Although many FFIs have established reporting architectures in response to FATCA, that is not enough to drive the preparation needed for compliance. As FATCA continues to evolve, financial institutions need to remain vigilant and periodically update their compliance systems to ensure they remain fully compliant with the law. 

Given the financial costs of FATCA noncompliance, complacency about FATCA's ever-evolving requirements should be avoided. Delaying the collection of information needed for reporting, failing to implement a broad compliance framework, or delaying planning to meet pending FATCA certification requirements could be costly mistakes. 
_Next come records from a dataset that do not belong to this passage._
/*
 * Copyright Amazon.com, Inc. or its affiliates. All Rights Reserved.
 * SPDX-License-Identifier: Apache-2.0
 */

use std::sync::Arc;

use crate::error::Error;
use crate::operation::archive::builders::ArchiveFluentBuilder;
use crate::operation::remove::builders::RemoveFluentBuilder;
use crate::operation::restore::builders::RestoreFluentBuilder;
use crate::path::PathMapper;
use crate::runtime::pacer::Pacer;
use crate::store::http::AzureBlobStore;
use crate::store::BlobStore;
use crate::Config;

/// Mover client for archiving, restoring and removing files
///
/// Client is internally reference-counted and can be freely cloned.
///
/// # Examples
///
/// Archive, then remove, against an in-memory container
///
/// ```no_run
/// use std::sync::Arc;
/// use hsm_blob_mover::store::in_memory::InMemoryBlobStore;
///
/// # async fn example() -> Result<(), hsm_blob_mover::error::Error> {
/// let config = hsm_blob_mover::Config::builder()
///     .account_name("hsmacct")
///     .container_name("archive")
///     .mount_root("/mnt/fs")
///     .build()?;
/// let client = hsm_blob_mover::Client::with_store(config, Arc::new(InMemoryBlobStore::new()))?;
///
/// client.archive().object_name("a/b/file.txt").send().await?;
/// client.remove().object_name("a/b/file.txt").send().await?;
/// # Ok(())
/// # }
/// ```
#[derive(Debug, Clone)]
pub struct Client {
    handle: Arc<Handle>,
}

/// Whatever is needed to carry out operations, e.g. the store client, config, etc
#[derive(Debug)]
pub(crate) struct Handle {
    pub(crate) config: Config,
    pub(crate) store: Arc<dyn BlobStore>,
    pub(crate) mapper: PathMapper,
}

impl Handle {
    /// Number of concurrent block transfers per operation
    pub(crate) fn num_workers(&self) -> usize {
        self.config.num_workers()
    }

    /// Block size in bytes
    pub(crate) fn block_size(&self) -> u64 {
        self.config.block_size_bytes()
    }

    pub(crate) fn pacer(&self) -> &Pacer {
        self.config.pacer()
    }

    pub(crate) fn store(&self) -> &dyn BlobStore {
        self.store.as_ref()
    }
}

impl Client {
    /// Creates a new client talking to the Azure endpoints named by `config`
    pub fn new(config: Config) -> Result<Client, Error> {
        Self::with_store(config, Arc::new(AzureBlobStore::new()?))
    }

    /// Creates a new client using an explicit store backend
    pub fn with_store(config: Config, store: Arc<dyn BlobStore>) -> Result<Client, Error> {
        let mapper = PathMapper::new(&config)?;
        let handle = Handle {
            config,
            store,
            mapper,
        };
        Ok(Client {
            handle: Arc::new(handle),
        })
    }

    /// Returns the client's configuration
    pub fn config(&self) -> &Config {
        &self.handle.config
    }

    /// Returns the path mapper used to address blobs
    pub fn path_mapper(&self) -> &PathMapper {
        &self.handle.mapper
    }

    /// Archive a single file from the mount into the container.
    ///
    /// Every ancestor directory of the object name is first replicated as a placeholder blob.
    ///
    /// # Examples
    /// ```no_run
    /// # async fn example(client: &hsm_blob_mover::Client) -> Result<(), hsm_blob_mover::error::Error> {
    /// let output = client
    ///     .archive()
    ///     .object_name("projects/alpha/results.dat")
    ///     .send()
    ///     .await?;
    ///
    /// if let Some(err) = output.acl_degradation() {
    ///     eprintln!("content archived but ACL not applied: {err}");
    /// }
    /// # Ok(())
    /// # }
    /// ```
    pub fn archive(&self) -> ArchiveFluentBuilder {
        ArchiveFluentBuilder::new(self.handle.clone())
    }

    /// Delete a previously archived object, including its snapshots.
    pub fn remove(&self) -> RemoveFluentBuilder {
        RemoveFluentBuilder::new(self.handle.clone())
    }

    /// Download a previously archived object back into the mount.
    pub fn restore(&self) -> RestoreFluentBuilder {
        RestoreFluentBuilder::new(self.handle.clone())
    }
}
The certification of preexisting accounts (COPA) requirement applies to participating foreign financial institutions (including FFIs reporting directly to the IRS under a Model 2 intergovernmental agreement (IGA)), sponsoring entities of sponsored FFIs, consolidated compliance groups, registered deemed-compliant FFIs — local FFIs, and registered deemed-compliant FFIs — restricted funds. The periodic certification requirement applies to, among others, participating foreign financial institutions (including reporting Model 2 FFIs), consolidated compliance groups, and various kinds of registered deemed-compliant FFIs including local FFIs, restricted funds, and qualified credit card issuers (see the IRS webpage "Draft FATCA Certifications"). All of these actions (or inactions) could put FFIs at risk of not meeting compliance requirements.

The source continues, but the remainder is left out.